(Collected data)

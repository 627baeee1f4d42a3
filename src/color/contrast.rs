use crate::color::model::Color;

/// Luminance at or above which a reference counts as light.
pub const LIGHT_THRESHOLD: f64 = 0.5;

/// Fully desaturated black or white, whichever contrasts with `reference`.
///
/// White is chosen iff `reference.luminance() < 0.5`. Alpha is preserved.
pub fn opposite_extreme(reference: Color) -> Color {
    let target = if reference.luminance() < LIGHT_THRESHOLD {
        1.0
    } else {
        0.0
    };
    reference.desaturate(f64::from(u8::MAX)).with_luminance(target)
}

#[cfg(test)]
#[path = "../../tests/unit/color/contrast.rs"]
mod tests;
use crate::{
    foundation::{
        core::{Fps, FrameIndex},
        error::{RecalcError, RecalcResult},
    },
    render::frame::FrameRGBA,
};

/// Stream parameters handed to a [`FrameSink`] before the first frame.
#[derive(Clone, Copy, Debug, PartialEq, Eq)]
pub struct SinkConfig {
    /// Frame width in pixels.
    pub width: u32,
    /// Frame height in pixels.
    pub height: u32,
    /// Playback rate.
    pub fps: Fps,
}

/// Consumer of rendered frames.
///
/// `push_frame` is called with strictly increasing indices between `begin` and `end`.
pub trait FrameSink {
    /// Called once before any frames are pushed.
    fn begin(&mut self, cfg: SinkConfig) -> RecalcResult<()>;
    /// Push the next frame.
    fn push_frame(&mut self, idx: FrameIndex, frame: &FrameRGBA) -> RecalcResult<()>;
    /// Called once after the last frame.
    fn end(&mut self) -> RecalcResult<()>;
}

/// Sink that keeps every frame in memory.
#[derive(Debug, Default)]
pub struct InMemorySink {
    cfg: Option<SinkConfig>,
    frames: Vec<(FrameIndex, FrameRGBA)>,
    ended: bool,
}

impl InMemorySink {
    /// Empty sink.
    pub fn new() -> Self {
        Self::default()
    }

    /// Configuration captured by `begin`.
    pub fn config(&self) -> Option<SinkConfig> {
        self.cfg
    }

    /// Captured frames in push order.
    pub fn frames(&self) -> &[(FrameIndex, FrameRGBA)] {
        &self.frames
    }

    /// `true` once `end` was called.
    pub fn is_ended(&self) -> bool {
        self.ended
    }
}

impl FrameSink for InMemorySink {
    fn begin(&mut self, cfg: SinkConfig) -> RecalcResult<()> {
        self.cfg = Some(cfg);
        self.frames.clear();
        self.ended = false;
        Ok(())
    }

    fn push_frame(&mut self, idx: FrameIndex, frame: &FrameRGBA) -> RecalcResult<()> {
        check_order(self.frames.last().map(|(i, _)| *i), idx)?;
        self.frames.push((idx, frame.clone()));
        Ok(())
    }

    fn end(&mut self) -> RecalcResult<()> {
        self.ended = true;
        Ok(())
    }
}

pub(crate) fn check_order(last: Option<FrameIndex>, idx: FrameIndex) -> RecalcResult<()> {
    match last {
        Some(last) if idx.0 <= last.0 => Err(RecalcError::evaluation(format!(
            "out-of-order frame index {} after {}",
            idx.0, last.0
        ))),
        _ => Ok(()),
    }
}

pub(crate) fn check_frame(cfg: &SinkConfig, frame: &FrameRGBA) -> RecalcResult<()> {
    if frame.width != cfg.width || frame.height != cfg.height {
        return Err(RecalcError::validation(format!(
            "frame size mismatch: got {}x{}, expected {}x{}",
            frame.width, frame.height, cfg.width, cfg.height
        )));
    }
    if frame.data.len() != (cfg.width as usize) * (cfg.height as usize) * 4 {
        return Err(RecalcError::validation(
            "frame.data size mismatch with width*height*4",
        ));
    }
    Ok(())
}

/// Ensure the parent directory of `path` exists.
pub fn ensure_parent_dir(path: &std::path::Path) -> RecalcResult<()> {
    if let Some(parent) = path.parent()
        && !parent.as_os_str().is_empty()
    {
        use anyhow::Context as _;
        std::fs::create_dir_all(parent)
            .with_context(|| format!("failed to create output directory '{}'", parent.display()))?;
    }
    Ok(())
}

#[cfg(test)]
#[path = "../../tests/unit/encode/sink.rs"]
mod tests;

--- WHAT THE TASK ASKS ---
What you return must be an exact retyping of the lines above starting at the line with "size mismatch: got" and ending at the line with "pub fn ensure_parent_dir(path: &std::path::Path)", and nothing besides.

--- FINISHED EXERCISE ---
            "frame size mismatch: got {}x{}, expected {}x{}",
            frame.width, frame.height, cfg.width, cfg.height
        )));
    }
    if frame.data.len() != (cfg.width as usize) * (cfg.height as usize) * 4 {
        return Err(RecalcError::validation(
            "frame.data size mismatch with width*height*4",
        ));
    }
    Ok(())
}

/// Ensure the parent directory of `path` exists.
pub fn ensure_parent_dir(path: &std::path::Path) -> RecalcResult<()> {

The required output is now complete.